Entre as estratégias mais recomendadas para promover um envelhecimento saudável está a prática regular de atividades físicas. Os benefícios vão muito além do condicionamento físico e incluem impactos positivos sobre a saúde cardiovascular, a mobilidade e a saúde mental.
Exercícios ajudam a preservar massa muscular, melhorar o equilíbrio e reduzir o risco de quedas, um dos problemas mais frequentes entre idosos. Além disso, contribuem para o controle de doenças crônicas como hipertensão e diabetes. Como pós-graduado em geriatria, Doutor Yuri Silva Portela acompanha temas ligados à prevenção e à promoção da saúde, reconhecendo a importância do movimento para a manutenção da autonomia na terceira idade.
Por que a participação social é tão importante?
A saúde não depende apenas de fatores biológicos. Aspectos sociais e emocionais também exercem influência significativa sobre a qualidade de vida durante o envelhecimento. Manter contato com familiares, amigos e grupos comunitários ajuda a fortalecer o sentimento de pertencimento e reduz os riscos associados ao isolamento social. Em muitos casos, a participação em atividades coletivas contribui para preservar funções cognitivas e melhorar o estado emocional.
Doutor Yuri Silva Portela acompanha iniciativas voltadas ao envelhecimento saudável e observa que idosos inseridos em ambientes socialmente ativos tendem a apresentar maior satisfação com a vida e melhor capacidade de adaptação às mudanças naturais da idade. Esse aspecto se torna especialmente importante diante das transformações sociais observadas nas últimas décadas, que modificaram a dinâmica familiar e os padrões de convivência.
Como a prevenção ajuda a preservar a autonomia?

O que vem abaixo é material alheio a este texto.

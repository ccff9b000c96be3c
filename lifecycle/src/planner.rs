//! Owner-set mutation planning.
//!
//! The account contract stores owners in a singly-linked list addressed by
//! "previous owner" pointers and only exposes single-step primitives: swap an
//! owner, add an owner together with a threshold, remove an owner together
//! with a threshold, and change the threshold alone. [`plan`] turns a
//! `(current, target)` pair into the shortest ordered sequence of those
//! primitives that never passes through an invalid intermediate state.
//!
//! `prev_owner` pointers are computed from an [`OwnerList`] simulation that is
//! updated after every emitted operation, never from the original input.

use crate::error::Result;
use crate::types::{Address, OwnerSet};
use serde::{Deserialize, Serialize};
use tracing::debug;

/// A single owner-registry primitive
#[derive(Debug, Clone, PartialEq, Eq, Serialize, Deserialize)]
#[serde(tag = "type", rename_all = "camelCase")]
pub enum MutationOperation {
    /// Replace `old` with `new` in place
    Swap {
        /// Predecessor of `old` at execution time
        prev_owner: Address,
        /// Owner being replaced
        old: Address,
        /// Replacement owner
        new: Address,
    },
    /// Add `new` and set the threshold in the same call
    AddWithThreshold {
        /// Owner being added
        new: Address,
        /// Threshold after the addition
        threshold: usize,
    },
    /// Remove `old` and set the threshold in the same call
    RemoveWithThreshold {
        /// Predecessor of `old` at execution time
        prev_owner: Address,
        /// Owner being removed
        old: Address,
        /// Threshold after the removal
        threshold: usize,
    },
    /// Change the threshold only
    ChangeThreshold {
        /// New threshold
        threshold: usize,
    },
}

impl MutationOperation {
    /// Contract method name of the primitive
    pub fn method(&self) -> &'static str {
        match self {
            MutationOperation::Swap { .. } => "swapOwner",
            MutationOperation::AddWithThreshold { .. } => "addOwnerWithThreshold",
            MutationOperation::RemoveWithThreshold { .. } => "removeOwner",
            MutationOperation::ChangeThreshold { .. } => "changeThreshold",
        }
    }

    /// Threshold value the primitive sets, if any
    pub fn threshold(&self) -> Option<usize> {
        match self {
            MutationOperation::Swap { .. } => None,
            MutationOperation::AddWithThreshold { threshold, .. }
            | MutationOperation::RemoveWithThreshold { threshold, .. }
            | MutationOperation::ChangeThreshold { threshold } => Some(*threshold),
        }
    }
}

/// In-memory stand-in for the on-chain owner linked list.
///
/// Slots are indices into a vector; the predecessor of slot `i` is slot
/// `i - 1`, or the sentinel for slot `0`.
#[derive(Debug, Clone, PartialEq, Eq)]
pub struct OwnerList {
    slots: Vec<Address>,
    threshold: usize,
}

impl OwnerList {
    /// Start a simulation from an owner set
    pub fn new(owners: &OwnerSet) -> Self {
        Self {
            slots: owners.owners.clone(),
            threshold: owners.threshold,
        }
    }

    /// Owners in list order
    pub fn owners(&self) -> &[Address] {
        &self.slots
    }

    /// Current threshold
    pub fn threshold(&self) -> usize {
        self.threshold
    }

    /// Number of owners
    pub fn len(&self) -> usize {
        self.slots.len()
    }

    /// Whether the list is empty
    pub fn is_empty(&self) -> bool {
        self.slots.is_empty()
    }

    fn position(&self, owner: &Address) -> Option<usize> {
        self.slots.iter().position(|slot| slot == owner)
    }

    /// Predecessor pointer of `owner`, the sentinel for the head
    pub fn prev_owner(&self, owner: &Address) -> Option<Address> {
        let index = self.position(owner)?;
        Some(match index {
            0 => Address::sentinel(),
            i => self.slots[i - 1].clone(),
        })
    }

    /// Apply one primitive. Returns `false` if it would be rejected on-chain.
    pub fn apply(&mut self, operation: &MutationOperation) -> bool {
        match operation {
            MutationOperation::Swap {
                prev_owner,
                old,
                new,
            } => {
                if self.prev_owner(old).as_ref() != Some(prev_owner) || self.position(new).is_some()
                {
                    return false;
                }
                if let Some(index) = self.position(old) {
                    self.slots[index] = new.clone();
                }
                true
            }
            MutationOperation::AddWithThreshold { new, threshold } => {
                if self.position(new).is_some() {
                    return false;
                }
                // addOwnerWithThreshold links the new owner directly after the sentinel
                self.slots.insert(0, new.clone());
                self.set_threshold(*threshold)
            }
            MutationOperation::RemoveWithThreshold {
                prev_owner,
                old,
                threshold,
            } => {
                if self.prev_owner(old).as_ref() != Some(prev_owner) {
                    return false;
                }
                self.slots.retain(|slot| slot != old);
                self.set_threshold(*threshold)
            }
            MutationOperation::ChangeThreshold { threshold } => self.set_threshold(*threshold),
        }
    }

    fn set_threshold(&mut self, threshold: usize) -> bool {
        if threshold == 0 || threshold > self.slots.len() {
            return false;
        }
        self.threshold = threshold;
        true
    }
}

/// Order-preserving `left - right`
fn difference(left: &[Address], right: &[Address]) -> Vec<Address> {
    left.iter()
        .filter(|owner| !right.contains(owner))
        .cloned()
        .collect()
}

/// Plan the primitives that take `current` to `target`.
///
/// Fails with `InvalidTarget` if `target` is not a valid owner set. Pure and
/// deterministic.
pub fn plan(current: &OwnerSet, target: &OwnerSet) -> Result<Vec<MutationOperation>> {
    target.validate()?;

    let to_add = difference(&target.owners, &current.owners);
    let to_remove = difference(&current.owners, &target.owners);
    let mut change_threshold = target.threshold != current.threshold;

    let mut simulated = OwnerList::new(current);
    let mut operations = Vec::with_capacity(to_add.len().max(to_remove.len()) + 1);

    for i in 0..to_add.len().max(to_remove.len()) {
        let operation = match (to_add.get(i), to_remove.get(i)) {
            (Some(new), Some(old)) => MutationOperation::Swap {
                prev_owner: simulated
                    .prev_owner(old)
                    .unwrap_or_else(Address::sentinel),
                old: old.clone(),
                new: new.clone(),
            },
            (Some(new), None) => {
                change_threshold = false;
                MutationOperation::AddWithThreshold {
                    new: new.clone(),
                    threshold: target.threshold.min(simulated.len() + 1),
                }
            }
            (None, Some(old)) => {
                change_threshold = false;
                MutationOperation::RemoveWithThreshold {
                    prev_owner: simulated
                        .prev_owner(old)
                        .unwrap_or_else(Address::sentinel),
                    old: old.clone(),
                    threshold: target.threshold.min(simulated.len().saturating_sub(1)),
                }
            }
            (None, None) => break,
        };

        simulated.apply(&operation);
        operations.push(operation);
    }

    if change_threshold {
        operations.push(MutationOperation::ChangeThreshold {
            threshold: target.threshold,
        });
    }

    debug!(
        added = to_add.len(),
        removed = to_remove.len(),
        operations = operations.len(),
        "Planned owner mutation"
    );

    Ok(operations)
}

A autonomia é um dos fatores mais valorizados pela população idosa. A capacidade de realizar atividades cotidianas, tomar decisões e participar ativamente da vida social influencia diretamente a autoestima e a qualidade de vida. Nesse sentido, a prevenção desempenha papel fundamental. Consultas regulares, exames periódicos e acompanhamento adequado permitem identificar fatores de risco antes que eles provoquem limitações mais significativas.

Além disso, hábitos saudáveis ajudam a reduzir o impacto de doenças crônicas e favorecem a manutenção das capacidades funcionais ao longo do tempo. A trajetória de atuação de Doutor Yuri Silva Portela inclui o acompanhamento de temas relacionados à geriatria e à promoção de estratégias que contribuam para um envelhecimento mais saudável, ativo e participativo.

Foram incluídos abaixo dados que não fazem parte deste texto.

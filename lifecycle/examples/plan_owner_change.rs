//! Example: plan an owner change and print its encoding
//!
//! This example shows how to:
//! 1. Initialize tracing
//! 2. Plan the operations that turn one owner set into another
//! 3. Encode the plan as an account transaction
//!
//! Run with: `cargo run --example plan_owner_change`

use safe_lifecycle::{planner, telemetry, Address, EncodedTransaction, OwnerSet};
use tracing::info;

fn main() -> Result<(), Box<dyn std::error::Error>> {
    telemetry::init_tracing("info")?;

    info!("Starting owner change planning example");

    let account: Address = "0x5afe000000000000000000000000000000000001".parse()?;
    let alice: Address = "0x00000000000000000000000000000000000a11ce".parse()?;
    let bob: Address = "0x0000000000000000000000000000000000000b0b".parse()?;
    let carol: Address = "0x00000000000000000000000000000000000ca201".parse()?;
    let dave: Address = "0x000000000000000000000000000000000000da7e".parse()?;

    let current = OwnerSet::new(vec![alice.clone(), bob, carol.clone()], 2);
    let target = OwnerSet::new(vec![alice, dave, carol], 3);

    let operations = planner::plan(&current, &target)?;
    println!("Planned {} operation(s):", operations.len());
    for (i, operation) in operations.iter().enumerate() {
        println!("  {}. {} {:?}", i + 1, operation.method(), operation);
    }

    let transaction = EncodedTransaction::owner_mutation(&account, 42, operations)?;
    println!("\nEncoded transaction:");
    println!("{}", serde_json::to_string_pretty(&transaction)?);

    info!("Example completed successfully");
    Ok(())
}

Como as ações comunitárias fortalecem o envelhecimento saudável?
O cuidado com a população idosa não depende apenas de serviços médicos. Projetos sociais e ações comunitárias também desempenham papel importante ao ampliar o acesso à informação, promover inclusão social e fortalecer redes de apoio. O Projeto Humaniza Sertão, fundado por Doutor Yuri Silva Portela, desenvolve ações em comunidades vulneráveis do Sertão de Quixadá por meio de uma equipe multidisciplinar composta por voluntários de diferentes áreas. A iniciativa realiza atendimentos e atividades voltadas ao suporte social e à promoção da saúde em localidades de difícil acesso, contribuindo para fortalecer o cuidado comunitário.
O que esperar das próximas décadas?
O envelhecimento populacional continuará sendo uma das principais transformações demográficas do país. Esse cenário exigirá investimentos em prevenção, educação em saúde e fortalecimento das redes de cuidado. Ao mesmo tempo, cresce a compreensão de que envelhecer bem depende de fatores que vão além da assistência médica. Atividade física, participação social, saúde emocional e acesso à informação formam um conjunto de elementos essenciais para a qualidade de vida.
Doutor Yuri Silva Portela acompanha essas transformações em um contexto onde a longevidade se torna cada vez mais presente na realidade brasileira. Promover o envelhecimento ativo representa não apenas um desafio para a sociedade, mas também uma oportunidade para construir um futuro com mais autonomia, inclusão e bem-estar para a população idosa.